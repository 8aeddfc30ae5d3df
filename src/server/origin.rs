//! Browser origin policy.
//!
//! The sync API runs project commands, so only pages served from loopback
//! or from an explicitly configured origin may call it. Requests without an
//! `Origin` header (editors, curl) are not browser requests and pass.

use std::sync::Arc;

use axum::extract::{Request, State};
use axum::http::{header, HeaderValue, StatusCode};
use axum::middleware::Next;
use axum::response::{IntoResponse, Response};
use tower_http::cors::{AllowOrigin, Any, CorsLayer};
use tracing::warn;

use super::response::SyncResponse;
use super::state::AppState;

const LOOPBACK_HOSTS: [&str; 3] = ["localhost", "127.0.0.1", "[::1]"];

/// Origins allowed to call the server from a browser.
#[derive(Debug, Clone, Default, PartialEq, Eq)]
pub struct OriginPolicy {
    allowed: Vec<String>,
}

impl OriginPolicy {
    /// Loopback origins plus `allowed`.
    pub fn new(allowed: Vec<String>) -> Self {
        Self {
            allowed: allowed
                .into_iter()
                .map(|o| o.trim_end_matches('/').to_ascii_lowercase())
                .collect(),
        }
    }

    /// Whether a browser page at `origin` may call the server.
    pub fn allows(&self, origin: &str) -> bool {
        let origin = origin.trim_end_matches('/').to_ascii_lowercase();
        is_loopback(&origin) || self.allowed.iter().any(|o| *o == origin)
    }

    fn allows_header(&self, origin: &HeaderValue) -> bool {
        origin.to_str().is_ok_and(|o| self.allows(o))
    }
}

fn is_loopback(origin: &str) -> bool {
    let Some((scheme, authority)) = origin.split_once("://") else {
        return false;
    };
    if scheme != "http" && scheme != "https" {
        return false;
    }

    let host = if authority.starts_with('[') {
        match authority.find(']') {
            Some(end) => &authority[..=end],
            None => return false,
        }
    } else {
        authority.split(':').next().unwrap_or_default()
    };

    LOOPBACK_HOSTS.contains(&host)
}

/// CORS layer answering preflights for allowed origins only.
pub fn cors_layer(policy: Arc<OriginPolicy>) -> CorsLayer {
    CorsLayer::new()
        .allow_origin(AllowOrigin::predicate(move |origin, _| {
            policy.allows_header(origin)
        }))
        .allow_methods(Any)
        .allow_headers(Any)
}

/// Refuse requests coming from a page on a disallowed origin.
pub async fn guard(State(state): State<AppState>, request: Request, next: Next) -> Response {
    if let Some(origin) = request.headers().get(header::ORIGIN) {
        if !state.origins.allows_header(origin) {
            warn!(origin = ?origin, path = %request.uri().path(), "refused cross-origin request");
            return (
                StatusCode::FORBIDDEN,
                SyncResponse::new().fail_with("FORBIDDEN_ORIGIN", "Origin is not allowed"),
            )
                .into_response();
        }
    }
    next.run(request).await
}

▶ _EXERCISE OBJECTIVE_
Give back the records above exactly, limited to the lines between the one holding "use super::state::AppState;" and the one holding "fn is_loopback(origin: &str)", inclusive.

▶ _RESPONSE AREA_
use super::state::AppState;

const LOOPBACK_HOSTS: [&str; 3] = ["localhost", "127.0.0.1", "[::1]"];

/// Origins allowed to call the server from a browser.
#[derive(Debug, Clone, Default, PartialEq, Eq)]
pub struct OriginPolicy {
    allowed: Vec<String>,
}

impl OriginPolicy {
    /// Loopback origins plus `allowed`.
    pub fn new(allowed: Vec<String>) -> Self {
        Self {
            allowed: allowed
                .into_iter()
                .map(|o| o.trim_end_matches('/').to_ascii_lowercase())
                .collect(),
        }
    }

    /// Whether a browser page at `origin` may call the server.
    pub fn allows(&self, origin: &str) -> bool {
        let origin = origin.trim_end_matches('/').to_ascii_lowercase();
        is_loopback(&origin) || self.allowed.iter().any(|o| *o == origin)
    }

    fn allows_header(&self, origin: &HeaderValue) -> bool {
        origin.to_str().is_ok_and(|o| self.allows(o))
    }
}

fn is_loopback(origin: &str) -> bool {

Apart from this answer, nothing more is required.